Ce que je veux, c’est des pieds paquets !

Ce que je veux, c’est des pieds paquets !

Extrait de « Les plaisirs du sens » (à télécharger depuis les écrits de Bertil) 

Depuis que j’ai conscience de vivre, j’ai entendu mon père répondre emphatiquement à ma mère, qui l’interrogeait sur le menu de Noël : « Ce que je veux ? Je veux des pieds paquets ! ».

 

 

Adolphe Sylvander, le grand père de mon père, industriel suédois issu d’une famille commerçante de la côte Ouest de la Suède (s’entraîner tous les matins à dire « Västkustskt »), est venu s’installer à Marseille en 1869. Suédois et protestants, ces immigrés n’avaient au départ pas grand-chose de commun avec le peuple marseillais, décrit par Marcel Pagnol. Mais, au cours des décennies, Adolphe et ses descendants ont progressivement adopté cette culture haute en couleurs et ils se sont mis à adorer Raimu. D’où l’expression : « Ce que je veux ? je veux des pieds paquets ! ». Des « pieds paquets » qu’Adolphe a commencé par réclamer (avec son accent suédois « che feux des piä pakets »), suivi, deux générations plus tard, par mon père. (Ma mère, de toutes façons, originaire du Sud-Ouest, faisait toujours à Noël de la pintade, accompagnée d’artichauts aux petits pois.)
Les pieds paquets (ou « pieds et paquets ») sont un monument de la gastronomie marseillaise, d’une recette née au monastère de Saint Trophime en Arles en 1476. A la mort du moine Roberti, ses amis ont cuisiné des pieds de mouton et de porc, dans de la panse d’agneau et c’est resté dans le folklore.

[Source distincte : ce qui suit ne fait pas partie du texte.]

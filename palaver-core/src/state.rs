//! Sync loop lifecycle state machine and retry backoff policy.
//!
//! The state machine is pure: it takes events and returns a new state plus
//! actions for the client to execute. The polling task itself (the I/O)
//! lives in `palaver-client`.
//!
//! Stopping is cooperative. `StopRequested` moves to [`SyncLifecycle::Stopping`],
//! which suppresses the next poll; the in-flight request is allowed to
//! complete, and the loop reports `LoopExited` once it observes the stop.

use std::time::Duration;

/// Lifecycle of the sync polling loop.
#[derive(Debug, Clone, Copy, PartialEq, Eq)]
pub enum SyncLifecycle {
    /// No polling task is running.
    Idle,
    /// The polling task is issuing long-poll requests.
    Running,
    /// Stop was requested; the next iteration will not issue a request.
    Stopping,
}

/// Events that drive the sync lifecycle.
#[derive(Debug, Clone, Copy, PartialEq, Eq)]
pub enum LifecycleEvent {
    /// The caller asked to start syncing.
    StartRequested,
    /// The caller asked to stop syncing.
    StopRequested,
    /// The polling loop exited (observed the stop, or hit a fatal error).
    LoopExited,
}

/// Actions for the client to execute after a transition.
#[derive(Debug, Clone, Copy, PartialEq, Eq)]
pub enum LifecycleAction {
    /// Spawn the polling task.
    BeginPolling,
}

impl SyncLifecycle {
    /// Create a new lifecycle in the Idle state.
    pub fn new() -> Self {
        Self::Idle
    }

    /// Process an event and return the new state plus actions to execute.
    ///
    /// Invalid transitions keep the current state and produce no actions;
    /// in particular `stop()` before `start()`, or repeated `stop()`, is a
    /// no-op.
    pub fn on_event(self, event: LifecycleEvent) -> (Self, Vec<LifecycleAction>) {
        match (self, event) {
            (Self::Idle, LifecycleEvent::StartRequested) => {
                (Self::Running, vec![LifecycleAction::BeginPolling])
            }
            (Self::Running, LifecycleEvent::StopRequested) => (Self::Stopping, vec![]),
            (Self::Running | Self::Stopping, LifecycleEvent::LoopExited) => (Self::Idle, vec![]),
            (state, _) => (state, vec![]),
        }
    }

    /// Whether the loop should issue another poll.
    pub fn should_poll(&self) -> bool {
        matches!(self, Self::Running)
    }

    /// Whether a polling task currently exists (running or winding down).
    pub fn is_active(&self) -> bool {
        !matches!(self, Self::Idle)
    }
}

impl Default for SyncLifecycle {
    fn default() -> Self {
        Self::new()
    }
}

/// Calculate the retry delay after a transient sync failure.
///
/// Bounded exponential backoff with jitter: min(30s, 2^attempt seconds)
/// plus 0-5000ms of random jitter. The attempt counter resets on the next
/// successful cycle.
pub fn backoff_delay(attempt: u32) -> Duration {
    let base_secs = 2u64.pow(attempt.min(5)).min(30);
    let base = Duration::from_secs(base_secs);
    base + Duration::from_millis(random_jitter_ms())
}

/// Generate random jitter between 0 and 5000 milliseconds.
fn random_jitter_ms() -> u64 {
    let mut bytes = [0u8; 8];
    if getrandom::getrandom(&mut bytes).is_err() {
        return 0;
    }
    u64::from_le_bytes(bytes) % 5001
}

#[cfg(test)]
mod tests {
    use super::*;

    #[test]
    fn starts_idle() {
        assert_eq!(SyncLifecycle::new(), SyncLifecycle::Idle);
        assert!(!SyncLifecycle::new().should_poll());
    }

    #[test]
    fn start_transitions_to_running() {
        let (state, actions) = SyncLifecycle::Idle.on_event(LifecycleEvent::StartRequested);
        assert_eq!(state, SyncLifecycle::Running);
        assert_eq!(actions, vec![LifecycleAction::BeginPolling]);
        assert!(state.should_poll());
    }

    #[test]
    fn stop_transitions_to_stopping() {
        let (state, actions) = SyncLifecycle::Running.on_event(LifecycleEvent::StopRequested);
        assert_eq!(state, SyncLifecycle::Stopping);
        assert!(actions.is_empty());
        assert!(!state.should_poll());
        assert!(state.is_active());
    }

    #[test]
    fn loop_exit_returns_to_idle() {
        let (state, _) = SyncLifecycle::Stopping.on_event(LifecycleEvent::LoopExited);
        assert_eq!(state, SyncLifecycle::Idle);

        // A fatal error exits the loop straight from Running.
        let (state, _) = SyncLifecycle::Running.on_event(LifecycleEvent::LoopExited);
        assert_eq!(state, SyncLifecycle::Idle);
    }

    #[test]
    fn stop_before_start_is_noop() {
        let (state, actions) = SyncLifecycle::Idle.on_event(LifecycleEvent::StopRequested);
        assert_eq!(state, SyncLifecycle::Idle);
        assert!(actions.is_empty());
    }

    #[test]
    fn repeated_stop_is_noop() {
        let (state, _) = SyncLifecycle::Running.on_event(LifecycleEvent::StopRequested);
        let (state, actions) = state.on_event(LifecycleEvent::StopRequested);
        assert_eq!(state, SyncLifecycle::Stopping);
        assert!(actions.is_empty());
    }

    #[test]
    fn start_while_running_is_noop() {
        let (state, actions) = SyncLifecycle::Running.on_event(LifecycleEvent::StartRequested);
        assert_eq!(state, SyncLifecycle::Running);
        assert!(actions.is_empty());
    }

    #[test]
    fn full_lifecycle_round_trip() {
        let state = SyncLifecycle::new();
        let (state, _) = state.on_event(LifecycleEvent::StartRequested);
        let (state, _) = state.on_event(LifecycleEvent::StopRequested);
        let (state, _) = state.on_event(LifecycleEvent::LoopExited);
        assert_eq!(state, SyncLifecycle::Idle);
    }

    #[test]
    fn backoff_increases_with_attempt() {
        assert!(backoff_delay(1) >= Duration::from_secs(2));
        assert!(backoff_delay(3) >= Duration::from_secs(8));
    }

    #[test]
    fn backoff_capped_at_30_seconds_plus_jitter() {
        // Max possible: 30s base + 5s jitter.
        assert!(backoff_delay(20) <= Duration::from_secs(35));
    }
}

Sans doute, par souci d’intégration, ma famille a-t-elle cultivé ce mythe. La blague était dans ma jeunesse tellement rabâchée qu’on ne se demandait même plus ce que c’était exactement, les « pieds paquets ».
Mais voici que le jour de la mort de mon père, qui était, on l’aura compris, un homme d’humour, on s’est demandé ce qu’on allait servir aux invités qui s’étaient déplacés pour les funérailles. Et soudain, la chose est devenue évidente : ma mère allait enfin cuisiner des « pieds paquets ». Mon père, en bon parpaillot, ne voulait pas qu’on le pleure (il avait d’ailleurs émaillé son testament de nombreux détails désopilants). On n’a pas eu l’impression de manquer de respect à sa mémoire en prenant cette décision. Donc, malgré le deuil, il fallait s’amuser. Les oncles, tantes et cousins, qui étaient invités pour le dîner et connaissaient bien Erland, allaient adhérer à cette dernière galéjade de marseillais.
Donc, ma mère s’est mise courageusement à l’ouvrage, en consultant moult recettes. Mais attention, pour que cela soit réussi, la recette dit qu’il faut qu’il y ait des pieds de mouton et des pieds de porc, ainsi que du gras double, de la ventrèche, etc.. C’est la sainte alliance du cochon du Nord et de l’agneau du Sud (d’où cette histoire aujourd’hui).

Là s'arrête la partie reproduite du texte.